$330 hit. 4 million shares traded in just 30 minutes. There's got to be some institutional profit taking / bailing at above $320. Anyway, Puts expiring tomorrow are so cheap for daytrading. Anyone selling Straddles / Strangles? Wonder what Jim Chanos is doing. I doubt that short squeeze like this can work on institutional shorts. He might take advantage of this opportunity to short more
If I were an institution that sat thru 250 with conviction through all the recent dreck, NO WAY I would "profit take" @ 330
Musk fails to quell safety doubts at Tesla with data Tesla would need to release more information than Elon Musk gave shareholders to set the record straight on the EV maker's work-safety record, according to former occupational health officials who worked under the Obama administration. (Automotive News)
The National Transportation Safety Board on Thursday released a preliminary report about Tesla's (TSLA) March 23 fatal crash involving a Model X SUV in California, saying the driver had hands off the steering wheel in the last seconds before the accident. According to data downloaded from the vehicle, Autopilot, Tesla's suite of advanced driver-assistance systems, was on, including in the minutes immediately before the crash, the report said. The car made alerts to the driver to place his hands on the steering wheel more than 15 minutes prior to the crash. During the minute before the accident, "the driver's hands were detected on the steering wheel on three separate occasions, for a total of 34 seconds; for the last six seconds prior to the crash, the vehicle did not detect the driver's hands on the steering wheel," the NTSB said. The Model X had been following a lead vehicle a few seconds before the crash, but shortly before the car began a left steering movement while following the lead vehicle, the report said. "At 3 seconds prior to the crash and up to the time of impact with the crash attenuator, the Tesla's speed increased from 62 to 70.8 mph, with no precrash braking or evasive steering movement detected," the NTSB said. The investigation is ongoing. ********************************************************************************* My take: At its current state, Tesla's Autopilot is sheer liability, and should be removed. Elon Musk should publicly renounce his previous claims about Tesla's Autopilot capabilities, especially the part " ... in the future, the future being now, you can do pretty much anything ... (while the car drives itself) ..." Developers of Tesla's Autopilot are nowhere close to having produced a safe, reliable self-driving system, and I don't believe they can produce one in the next 5 years.

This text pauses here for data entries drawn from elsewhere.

use std::time::Instant;

pub struct ProgressIndicator {
    total: usize,
    start_time: Instant,
}

impl ProgressIndicator {
    pub fn new(total: usize) -> Self {
        Self {
            total,
            start_time: Instant::now(),
        }
    }

    pub fn chunk_completed(&self, completed: usize) {
        println!(
            "Calling level 2 model ({}/{} completed)",
            completed, self.total
        );
    }

    pub fn finish(&self, succeeded: usize, failed: usize) {
        let elapsed = self.start_time.elapsed();
        println!("\n{}", "=".repeat(60));
        println!("Summary:");
        println!("  Total:     {}", self.total);
        println!("  Succeeded: {}", succeeded);
        println!("  Failed:    {}", failed);
        println!("  Duration:  {:.2}s", elapsed.as_secs_f64());
        println!("{}", "=".repeat(60));
    }
}
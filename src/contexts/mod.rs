mod file_cache;
mod model_client;

pub use file_cache::FileCache;
pub use model_client::{GeminiClient, ModelClient, ModelError};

Is that all? No offense intended, but the author of that ultra-short article and the person he has quoted sound naive, inexperienced and shallow to me. What else and who else have you read before making a long term bet on Tesla?
no offense taken. the only point i was trying to make is that Tesla real goal is not to dominate EV; but to change the industry to EV...undeniably it has already happened...who would have thought Porsche Mission E would be this close to mass production for example. furthermore; i'm also suggesting the return on the energy business is where the bears are missing thanks to their relentless focus on the car side.
Just thinking out loud...If a disaster hit either the Fremont Tesla plant or the Nevada battery plant, would that finish Tesla?? Even if the insurance were to pay for repairs of the plant, and "some" lost production, the other major lost production (insurance not covering) and cost of loan interest would kill this company. If something happened where it took 1 year to get back into production, would that end this company?? Please shoot holes in this thought line... If their credit rating is not good, would someone come in and make a loan to them?? Would a "white knight" such as Apple appear on the scene? I truly have not seen a company like this since the dot com bubble...Pets.com, eToys.com.
Wrong. Every car company wants to dominate the sector it's in. Most do not succeed. Tesla will certainly fail, but that's a different discussion. Wrong. Tesla wants to make money, not to change the industry. To the extent that its prospect improves when there is a lack of competition, the opposite is true. Wrong. It has not happened. And when it finally happens, it won't be because of Tesla. Wrong. Everyone who know something about the EU and Germany's push for electric cars would have seen it coming a long time ago. Even in America, some companies had produced electric cars before Tesla was born. Wrong. Tesla's primary focus is the electric car market. Tesla makes it so, not the bears. Finally, I don't see the point of your groundless speculations in the above matters, which are not only against common sense and reasonable presumptions, but are also irrelevant to trading. This site is about trading. Do you trade?
i trade full time going on 20 yrs, a lot of guys know me here. we disagree on every point..good luck.
The parking lot of cars comments have been comical. Now the parking lot also has been seen with 8-10 car carriers at a time, multiple times per day. The parking lot= factory, where they build things. Quite American.